West Brom's Jeff Astle gates outside the club's Hawthorns stadium.

In the short-term, concussions can cause dizziness and nausea. More severe problems for players, who suffer concussions, often arise many years after retirement.

CTE is described by the Alzheimer’s Association as “a brain condition associated with repeated blows to the head.” However, people may not experience potential signs of CTE until years or decades after brain injuries occur.

Astle’s posthumous CTE diagnosis in 2014 prompted questions about how players were being looked after.

England’s Football Association told CNN it was “committed to researching and examining all areas of head injuries in football, in particular around the long-term effects on players.

“We have commissioned comprehensive and rigorous research studies in this area, in collaboration with the Drake Foundation and the Professional Footballers’ Association (PFA), which are currently ongoing.

“These studies will help establish whether or not there are any risks associated with playing football, as well as giving us a greater understanding of the numerous health benefits from playing football on a regular basis.”

Astle is recognised as one of West Bromwich Albion’s greatest ever players, playing 361 times and scoring 174 goals. He led them to the FA Cup in 1968 — where he scored the winning goal in the final — and made five England appearances.

West Brom fans hold up cards in tribute to Jeff Astle.
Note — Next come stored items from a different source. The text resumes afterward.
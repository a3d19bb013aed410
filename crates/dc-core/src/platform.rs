//! Platform collaborator interfaces.
//!
//! The engine never talks to the operating system directly; the host bridge
//! implements these traits over whatever the platform offers (system
//! services on device, stubs in tests). Collaborators fall into two groups:
//! - Always present: build info, locale, secure settings, permission checks
//! - Possibly absent: telephony, location sources, reverse geocoder, and the
//!   optional vendor services reached through the capability registry
//!
//! Absence of an optional collaborator is a normal state, not a fault; every
//! resolver degrades to an absent attribute.

use dc_common::{LocationFix, Result};
use serde::{Deserialize, Serialize};

use crate::capability::CapabilityRegistry;

/// Hardware and OS identity fields.
///
/// These have no external dependency and cannot fail; the bridge reads them
/// once from the platform's build constants.
#[derive(Debug, Clone, PartialEq, Eq, Serialize, Deserialize)]
pub struct BuildInfo {
    /// OS release version.
    pub os_version: String,
    /// Hardware brand.
    pub brand: String,
    /// Hardware manufacturer.
    pub manufacturer: String,
    /// Hardware model.
    pub model: String,
}

/// Language and country of the active system locale.
#[derive(Debug, Clone, Default, PartialEq, Eq, Serialize, Deserialize)]
pub struct LocaleInfo {
    /// ISO 639 language code, may be empty.
    pub language: String,
    /// ISO 3166 country code, may be empty.
    pub country: String,
}

/// Radio technology reported by telephony.
#[derive(Debug, Clone, Copy, PartialEq, Eq, Serialize, Deserialize)]
#[serde(rename_all = "snake_case")]
pub enum PhoneType {
    /// No voice radio.
    None,
    /// GSM family.
    Gsm,
    /// CDMA family. Network country ISO codes are unreliable here.
    Cdma,
    /// SIP-based voice.
    Sip,
}

/// Telephony information source.
pub trait Telephony: Send + Sync {
    /// Display name of the registered network operator.
    fn operator_name(&self) -> Result<Option<String>>;

    /// Radio technology of the device.
    fn phone_type(&self) -> Result<PhoneType>;

    /// ISO country code of the registered network, lower- or mixed-case.
    fn network_country_iso(&self) -> Result<Option<String>>;
}

/// Registry of location sources and their last-known fixes.
pub trait LocationSources: Send + Sync {
    /// Names of the currently enabled sources.
    fn enabled_sources(&self) -> Result<Vec<String>>;

    /// Last known fix recorded by a source, if any.
    fn last_known_fix(&self, source: &str) -> Result<Option<LocationFix>>;
}

/// Reverse-geocoding capability.
pub trait ReverseGeocoder: Send + Sync {
    /// Country code of the first usable address for the coordinates.
    fn country_code(&self, latitude: f64, longitude: f64) -> Result<Option<String>>;
}

/// Secure key-value settings store.
///
/// Absence of a key is reported as `None`, never as an error.
pub trait SecureSettings: Send + Sync {
    fn string_value(&self, key: &str) -> Option<String>;
    fn int_value(&self, key: &str) -> Option<i64>;
}

/// Aggregate handle to every platform collaborator.
///
/// The `Option`-returning accessors model services the device may simply not
/// have (no telephony radio, no location manager, no geocoder backend);
/// resolvers treat `None` the same as a service that failed to answer.
pub trait Platform: Send + Sync {
    /// Hardware and OS identity. Infallible.
    fn build_info(&self) -> BuildInfo;

    /// Host application version from package metadata, if readable.
    fn app_version(&self) -> Option<String>;

    /// The active system locale.
    fn active_locale(&self) -> LocaleInfo;

    /// Whether the host granted a location permission.
    fn has_location_permission(&self) -> bool;

    /// Secure settings store.
    fn secure_settings(&self) -> &dyn SecureSettings;

    /// Telephony service, when the device has one.
    fn telephony(&self) -> Option<&dyn Telephony>;

    /// Location source registry, when the device has one.
    fn location_sources(&self) -> Option<&dyn LocationSources>;

    /// Reverse geocoder, when present.
    fn geocoder(&self) -> Option<&dyn ReverseGeocoder>;

    /// Registry of optional vendor services.
    fn capabilities(&self) -> &CapabilityRegistry;
}

#[cfg(test)]
mod tests {
    use super::*;

    #[test]
    fn test_phone_type_serde_names() {
        assert_eq!(
            serde_json::to_string(&PhoneType::Cdma).unwrap(),
            "\"cdma\""
        );
        assert_eq!(serde_json::to_string(&PhoneType::Gsm).unwrap(), "\"gsm\"");
    }

    #[test]
    fn test_locale_info_default_is_empty() {
        let locale = LocaleInfo::default();
        assert!(locale.language.is_empty());
        assert!(locale.country.is_empty());
    }
}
However, in the later stages of his life, Astle had been stripped of all memory of his past successes.

“At home, he was surrounded with everything he’d won in football,” his daughter Dawn remembers. “He’d got cups on the wall, trophies and medals, but he remembered none of it. And he didn’t even know he’d ever been a footballer.

“Everything football gave him, football took away. We lost a little part of him every day and endured that pain and helplessness that comes with your dad taken from you with nothing you could do.”

“The coroner and the pathologist described how badly damaged my dad’s brain was,” Dawn explains. “He found that there was considerable evidence of trauma to the brain which he said was similar to the brain of the boxer. And he said that the main candidate for the trauma was heading the footballs.

“In any other industry, an inquest finding such as dads would have undoubtedly had earthquake-like repercussions for that particular industry,” said Dawn. “But not football. Football and its privileged status of self-governing seem to wriggle itself outside it.

“Surely this is the kind of issue that warrants the PFA’s very existence. And I’ve said before, but I lost all faith in the PFA’s ability to protect its members.”

In response to Dawn’s criticism, the PFA’s chief executive Gordon Taylor reiterated the union’s desire to protect its current and former players, highlighting numerous efforts they have made to help players suffering from dementia, such as providing financial support to former members suffering from the condition.

In 2015, Dawn helped set up The Jeff Astle Foundation which seeks to “raise awareness of brain injury in all forms of sport and to offer much needed support to those affected.” Subsequently she says was contacted by about 250 families of other footballers with degenerative brain disease.

“My dad died and there could be hundreds, there could be thousands of others like him.”